An endolysin is an enzyme that accelerates specific chemical reactions. Its role is to target and break down the rigid cell walls of bacteria. This action compromises their structural integrity and leads to rapid destruction. Think of an endolysin as a precise demolition tool engineered to dismantle bacterial defenses.
The Viral Origin of Endolysins
Endolysins originate from viruses that infect bacteria, known as bacteriophages or simply phages. These viruses are specific, often targeting just one or a few related types of bacteria.
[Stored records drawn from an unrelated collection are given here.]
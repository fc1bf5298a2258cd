//! HTTP surface — Axum web server.
//!
//! Serves the chat UI page and the JSON API. CORS enabled, matching
//! the browser-facing deployment of the original service.

pub mod routes;

use anyhow::{Context, Result};
use axum::{
    http::{header, HeaderValue, Method},
    response::Html,
    routing::{get, post},
    Router,
};
use tower_http::cors::CorsLayer;
use tracing::info;

use routes::AppState;

/// The embedded chat UI (compiled into the binary).
const CHAT_UI_HTML: &str = include_str!("templates/index.html");

/// Build the Axum router with all routes and middleware.
pub fn build_router(state: AppState) -> Router {
    let cors = CorsLayer::new()
        .allow_origin("*".parse::<HeaderValue>().unwrap())
        .allow_methods([Method::GET, Method::POST])
        .allow_headers([header::CONTENT_TYPE]);

    Router::new()
        .route("/", get(serve_chat_ui))
        .route("/ask", post(routes::ask))
        .route("/api/regions", get(routes::get_regions))
        .route("/api/weather/:region", get(routes::get_region_weather))
        .layer(cors)
        .with_state(state)
}

/// Run the server until a shutdown signal arrives.
pub async fn serve(state: AppState, port: u16) -> Result<()> {
    let app = build_router(state);
    let addr = std::net::SocketAddr::from(([0, 0, 0, 0], port));
    info!(port, "Server starting on http://localhost:{port}");

    let listener = tokio::net::TcpListener::bind(addr)
        .await
        .with_context(|| format!("Failed to bind port {port}"))?;

    axum::serve(listener, app)
        .with_graceful_shutdown(shutdown_signal())
        .await
        .context("Server error")?;

    Ok(())
}

async fn shutdown_signal() {
    let _ = tokio::signal::ctrl_c().await;
    info!("Shutdown signal received.");
}

/// Serve the embedded chat UI.
async fn serve_chat_ui() -> Html<&'static str> {
    Html(CHAT_UI_HTML)
}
A bacteriophage injects its genetic material into a host bacterium, hijacking the cell’s machinery to produce new copies of itself.
Toward the end of this replication cycle, the bacteriophage must escape its host to infect neighboring bacteria. To achieve this, it manufactures endolysins inside the cell. These enzymes accumulate within the bacterium until the virus is ready for release. At a precisely timed moment, the endolysins are unleashed upon the interior of the bacterial cell wall.
The enzymes degrade the cell wall from the inside out, weakening the structure. The wall eventually gives way, causing the bacterium to burst in a process called lysis. This event frees the new phages, allowing them to infect other bacteria and continue the cycle.
How Endolysins Destroy Bacteria
The destructive power of an endolysin is aimed at a specific component of the bacterial cell wall called peptidoglycan. This molecule forms a strong, mesh-like layer that encases the bacterium, providing structural support and protection. The peptidoglycan sheath prevents the cell from rupturing under its high internal turgor pressure.
Endolysins function as molecular scissors, evolved to recognize and cut specific chemical bonds within the peptidoglycan mesh. Most endolysins have a modular structure with two main parts. The cell wall binding domain (CBD) identifies and latches onto a specific molecule on the bacterial surface, ensuring the enzyme is positioned on its target.
Once anchored, the second part, the enzymatically active domain (EAD), carries out the destructive work. This domain catalyzes the hydrolysis, or chemical breakdown, of the peptidoglycan bonds. As the EAD severs these links, it creates holes in the protective mesh. The cell’s structural integrity is compromised, and the internal pressure causes the bacterium to burst and die.
Distinctions from Traditional Antibiotics
The way endolysins kill bacteria is different from that of traditional antibiotics. Most antibiotics work by interfering with a bacterium’s internal functions, such as its metabolism or DNA replication. This process is often slower, requiring the bacteria to be actively growing or dividing for the antibiotic to have a significant effect.
In contrast, endolysins physically dismantle the existing cell wall structure, a direct and rapid form of attack. This lytic action can destroy bacteria within seconds or minutes of contact, regardless of whether the cell is actively dividing. This speed offers a potential advantage in treating acute infections where rapid bacterial clearance is beneficial.
This mechanism also makes it more difficult for bacteria to develop resistance. Bacteria often evolve resistance to antibiotics by altering the specific protein or pathway that the drug targets.
The target of an endolysin, the peptidoglycan structure, is so essential to the bacterium’s survival that significant mutations to it are often lethal to the cell itself. This makes evolving resistance to an endolysin a less likely event.
Therapeutic Development and Applications
The properties of endolysins have led researchers to develop them as a new class of antibacterial agents, sometimes called “enzybiotics.” A focus of this research is their potential to combat antibiotic-resistant bacteria, or “superbugs,” such as Methicillin-resistant Staphylococcus aureus (MRSA). Because endolysins act on the cell wall directly, they are effective against bacteria that have developed resistance to multiple antibiotics.
A challenge in their therapeutic use is the structural difference between types of bacteria. While Gram-positive bacteria have an exposed peptidoglycan layer that endolysins can easily access from the outside, Gram-negative bacteria possess an additional outer membrane. This membrane acts as a barrier, preventing the endolysin from reaching its peptidoglycan target. Scientists are actively working to overcome this by engineering “artilysins,” which fuse the endolysin to other protein components that can disrupt the outer membrane.
Potential applications for endolysin-based therapies are broad. Researchers are exploring their use in topical creams for skin and wound infections, as sterilizing agents for medical devices, and in food safety to eliminate harmful bacteria. Systemic treatments for internal infections are also under investigation, with several candidates undergoing clinical trials to evaluate their safety and efficacy.